Roadmap: structured-zstd feature parity with C zstd

## Execution order (dependency-aware)

> Last actualized: 2026-04-12

### Phase 1: Correctness & Core (P0-critical) — DONE ✅
These are blocking bugs and the most-used missing feature.

| Order | Issue | What | Est |
|-------|-------|------|-----|
| 1.1 | ✅ #15 | fix: large literals block panic | 1d |
| 1.2 | ✅ #17 | feat: FSE table reuse + offset history (broken encoding) | 2d |
| 1.3 | ✅ #5 | feat: Default compression level (dfast, level 3) | 3d |

**Dependency chain**: ✅ #15 and ✅ #17 are independent, both should be done before ✅ #5 (correct encoding foundation).

### Phase 2: CoordiNode Critical Path (P1-high) — DONE ✅
Core features needed for the CoordiNode use case.

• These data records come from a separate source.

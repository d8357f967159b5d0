//! One-time code exchange.
//!
//! A code is a random uuid bound to a challenge. Native apps bind with PKCE
//! (`PKCE-` + S256 challenge); web apps bind with their shared secret
//! (`APPSECRET-` + secret). Redemption deletes the row in the same statement that
//! reads it, so at most one caller ever receives the payload.

use anyhow::{Context, Result};
use base64ct::{Base64UrlUnpadded, Encoding};
use serde::{de::DeserializeOwned, Serialize};
use sha2::{Digest, Sha256};
use sqlx::{PgPool, Row};
use tracing::{warn, Instrument};
use uuid::Uuid;

pub const DEFAULT_CODE_TTL_SECONDS: u64 = 300;

/// What a code is bound to when it is generated.
#[derive(Clone, Debug, PartialEq, Eq)]
pub enum Challenge {
    /// S256 code challenge sent by the client.
    Pkce(String),
    /// Secret of the app the code is for.
    AppSecret(String),
}

impl Challenge {
    #[must_use]
    pub fn stored(&self) -> String {
        match self {
            Self::Pkce(challenge) => format!("PKCE-{challenge}"),
            Self::AppSecret(secret) => format!("APPSECRET-{secret}"),
        }
    }
}

/// What the redeemer presents.
#[derive(Clone, Debug, PartialEq, Eq)]
pub enum Proof {
    Verifier(String),
    Secret(String),
}

impl Proof {
    /// The stored challenge this proof matches.
    #[must_use]
    pub fn challenge(&self) -> Challenge {
        match self {
            Self::Verifier(verifier) => Challenge::Pkce(pkce_challenge(verifier)),
            Self::Secret(secret) => Challenge::AppSecret(secret.clone()),
        }
    }
}

/// `base64url_nopad(sha256(verifier))`
#[must_use]
pub fn pkce_challenge(verifier: &str) -> String {
    Base64UrlUnpadded::encode_string(&Sha256::digest(verifier.as_bytes()))
}

/// Append `name=value` to `url`, picking `?` or `&`.
#[must_use]
pub fn append_param(url: &str, name: &str, value: &str) -> String {
    let separator = if url.contains('?') { '&' } else { '?' };
    let value: String = url::form_urlencoded::byte_serialize(value.as_bytes()).collect();
    format!("{url}{separator}{name}={value}")
}

#[derive(Clone, Copy, Debug)]
pub struct CodeExchange {
    ttl_seconds: u64,
}

impl Default for CodeExchange {
    fn default() -> Self {
        Self::new(DEFAULT_CODE_TTL_SECONDS)
    }
}

impl CodeExchange {
    #[must_use]
    pub fn new(ttl_seconds: u64) -> Self {
        Self { ttl_seconds }
    }

    #[must_use]
    pub fn ttl_seconds(&self) -> u64 {
        self.ttl_seconds
    }

    /// Store `payload` under a fresh code and return the redirect carrying it.
    ///
    /// # Errors
    /// Returns an error if the payload cannot be serialized or the insert fails.
    pub async fn generate<T: Serialize>(
        &self,
        pool: &PgPool,
        challenge: &Challenge,
        payload: &T,
        redirect_base: &str,
        state: Option<&str>,
    ) -> Result<String> {
        let value = serde_json::to_string(payload).context("failed to serialize code payload")?;

        let query = r"
            INSERT INTO codes (challenge, value, expiration)
            VALUES ($1, $2, NOW() + make_interval(secs => $3::double precision))
            RETURNING code
        ";
        let span = tracing::info_span!(
            "db.query",
            db.system = "postgresql",
            db.operation = "INSERT",
            db.statement = query
        );
        let row = sqlx::query(query)
            .bind(challenge.stored())
            .bind(value)
            .bind(i64::try_from(self.ttl_seconds).unwrap_or(i64::MAX))
            .fetch_one(pool)
            .instrument(span)
            .await
            .context("failed to insert code")?;
        let code: Uuid = row.get("code");

        let mut redirect = append_param(redirect_base, "code", &code.to_string());
        if let Some(state) = state.filter(|state| !state.is_empty()) {
            redirect = append_param(&redirect, "state", state);
        }
        Ok(redirect)
    }

    /// Consume a code. A malformed code, a wrong proof, an expired or already
    /// redeemed code and an undecodable payload all yield `None`.
    ///
    /// # Errors
    /// Returns an error only if the database call fails.
    pub async fn redeem<T: DeserializeOwned>(
        &self,
        pool: &PgPool,
        code: &str,
        proof: &Proof,
    ) -> Result<Option<T>> {
        let Ok(code) = Uuid::parse_str(code.trim()) else {
            return Ok(None);
        };

        let query = r"
            DELETE FROM codes
            WHERE code = $1 AND challenge = $2 AND expiration > NOW()
            RETURNING value
        ";
        let span = tracing::info_span!(
            "db.query",
            db.system = "postgresql",
            db.operation = "DELETE",
            db.statement = query
        );
        let row = sqlx::query(query)
            .bind(code)
            .bind(proof.challenge().stored())
            .fetch_optional(pool)
            .instrument(span)
            .await
            .context("failed to redeem code")?;

        let Some(row) = row else {
            return Ok(None);
        };
        let value: String = row.get("value");
        match serde_json::from_str(&value) {
            Ok(payload) => Ok(Some(payload)),
            Err(err) => {
                warn!(%code, "discarding undecodable code payload: {err}");
                Ok(None)
            }
        }
    }
}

| Order | Issue | What | Blocked by | Est |
|-------|-------|------|------------|-----|
| 2.1 | ✅ #24 | test: benchmark suite | — | 2d |
| 2.2 | ✅ #14 | perf: encoder match interleaving | — | 2d |
| 2.3 | ✅ #12 | perf: sequence execution wildcopy | — | 3d |
| 2.4 | ✅ #8 | feat: dictionary compression | ✅ #17 | 3d |
| 2.5 | ✅ #9 | feat: streaming encoder | — | 2d |
| 2.6 | ✅ #6 | feat: Better level (lazy2, level 7) | ✅ #5 | 4d |

**Parallelizable**: ✅ #24, ✅ #14, ✅ #12, ✅ #9 are independent. ✅ #8 needs ✅ #17. ✅ #6 needs ✅ #5.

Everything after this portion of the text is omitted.